Task requirements »
Gather the lines from the material that contain "FlowServiceImpl".

Records supplied »
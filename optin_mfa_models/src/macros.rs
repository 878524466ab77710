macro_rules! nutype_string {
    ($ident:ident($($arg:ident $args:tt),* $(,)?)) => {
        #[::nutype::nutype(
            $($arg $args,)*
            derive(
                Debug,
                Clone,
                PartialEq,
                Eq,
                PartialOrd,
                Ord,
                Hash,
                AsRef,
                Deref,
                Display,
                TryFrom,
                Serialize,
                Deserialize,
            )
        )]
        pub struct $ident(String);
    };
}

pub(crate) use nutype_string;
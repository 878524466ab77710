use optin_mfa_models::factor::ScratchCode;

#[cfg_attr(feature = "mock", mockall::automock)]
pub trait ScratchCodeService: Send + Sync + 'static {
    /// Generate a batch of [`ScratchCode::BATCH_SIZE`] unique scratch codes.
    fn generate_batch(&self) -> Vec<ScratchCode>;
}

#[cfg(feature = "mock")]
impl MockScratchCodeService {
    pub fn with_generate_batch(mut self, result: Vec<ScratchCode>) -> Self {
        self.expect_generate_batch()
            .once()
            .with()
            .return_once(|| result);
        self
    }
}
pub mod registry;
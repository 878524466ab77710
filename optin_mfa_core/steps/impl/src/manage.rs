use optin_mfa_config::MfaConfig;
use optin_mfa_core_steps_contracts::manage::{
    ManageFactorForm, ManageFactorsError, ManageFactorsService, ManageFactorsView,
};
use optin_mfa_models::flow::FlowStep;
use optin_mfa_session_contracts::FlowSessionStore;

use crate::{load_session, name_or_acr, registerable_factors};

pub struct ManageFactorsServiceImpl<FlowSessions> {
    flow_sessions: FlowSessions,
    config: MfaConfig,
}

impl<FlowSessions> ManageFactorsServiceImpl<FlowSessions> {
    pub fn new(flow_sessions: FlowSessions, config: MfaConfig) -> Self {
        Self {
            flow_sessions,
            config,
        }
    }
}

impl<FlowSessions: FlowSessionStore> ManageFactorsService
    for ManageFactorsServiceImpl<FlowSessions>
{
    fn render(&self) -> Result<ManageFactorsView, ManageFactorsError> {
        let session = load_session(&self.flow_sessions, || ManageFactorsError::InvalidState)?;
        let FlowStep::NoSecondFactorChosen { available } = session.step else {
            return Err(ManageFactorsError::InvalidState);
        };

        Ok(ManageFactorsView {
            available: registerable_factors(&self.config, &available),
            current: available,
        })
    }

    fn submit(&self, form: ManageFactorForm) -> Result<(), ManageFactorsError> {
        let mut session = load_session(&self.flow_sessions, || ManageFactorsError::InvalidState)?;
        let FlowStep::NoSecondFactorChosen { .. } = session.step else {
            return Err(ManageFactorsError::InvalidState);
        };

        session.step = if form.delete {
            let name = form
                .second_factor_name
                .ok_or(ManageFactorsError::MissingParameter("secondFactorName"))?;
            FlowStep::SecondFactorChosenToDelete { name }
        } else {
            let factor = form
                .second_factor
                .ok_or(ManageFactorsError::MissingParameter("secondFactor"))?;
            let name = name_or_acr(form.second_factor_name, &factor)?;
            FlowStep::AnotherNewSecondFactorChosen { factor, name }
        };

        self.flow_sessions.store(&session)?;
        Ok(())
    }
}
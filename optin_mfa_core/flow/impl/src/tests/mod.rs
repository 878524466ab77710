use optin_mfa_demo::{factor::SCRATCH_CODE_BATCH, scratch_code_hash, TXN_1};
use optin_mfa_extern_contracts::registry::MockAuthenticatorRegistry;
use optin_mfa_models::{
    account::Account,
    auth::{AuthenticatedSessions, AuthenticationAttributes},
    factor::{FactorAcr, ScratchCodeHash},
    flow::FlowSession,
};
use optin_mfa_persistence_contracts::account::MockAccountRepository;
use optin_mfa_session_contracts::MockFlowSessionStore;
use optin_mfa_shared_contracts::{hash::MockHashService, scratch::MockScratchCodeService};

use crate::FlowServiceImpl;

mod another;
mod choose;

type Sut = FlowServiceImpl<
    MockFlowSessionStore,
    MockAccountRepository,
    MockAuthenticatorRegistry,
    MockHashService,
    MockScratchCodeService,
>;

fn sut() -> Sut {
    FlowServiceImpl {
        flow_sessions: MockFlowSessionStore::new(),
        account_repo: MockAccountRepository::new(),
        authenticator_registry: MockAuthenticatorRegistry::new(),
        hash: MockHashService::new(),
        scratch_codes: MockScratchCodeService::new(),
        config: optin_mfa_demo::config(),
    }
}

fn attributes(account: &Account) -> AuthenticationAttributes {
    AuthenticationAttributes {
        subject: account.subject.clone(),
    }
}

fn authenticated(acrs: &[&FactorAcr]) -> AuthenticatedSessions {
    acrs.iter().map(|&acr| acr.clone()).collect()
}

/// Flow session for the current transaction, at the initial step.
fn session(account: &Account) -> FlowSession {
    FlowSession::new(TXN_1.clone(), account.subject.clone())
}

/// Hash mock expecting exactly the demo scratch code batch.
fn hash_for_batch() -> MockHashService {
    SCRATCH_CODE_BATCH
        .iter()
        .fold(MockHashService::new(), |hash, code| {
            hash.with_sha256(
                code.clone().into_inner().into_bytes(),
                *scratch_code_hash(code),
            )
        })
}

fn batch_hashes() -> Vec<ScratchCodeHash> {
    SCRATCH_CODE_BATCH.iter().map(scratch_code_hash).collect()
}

Solution to this task »
use crate::FlowServiceImpl;
type Sut = FlowServiceImpl<
    FlowServiceImpl {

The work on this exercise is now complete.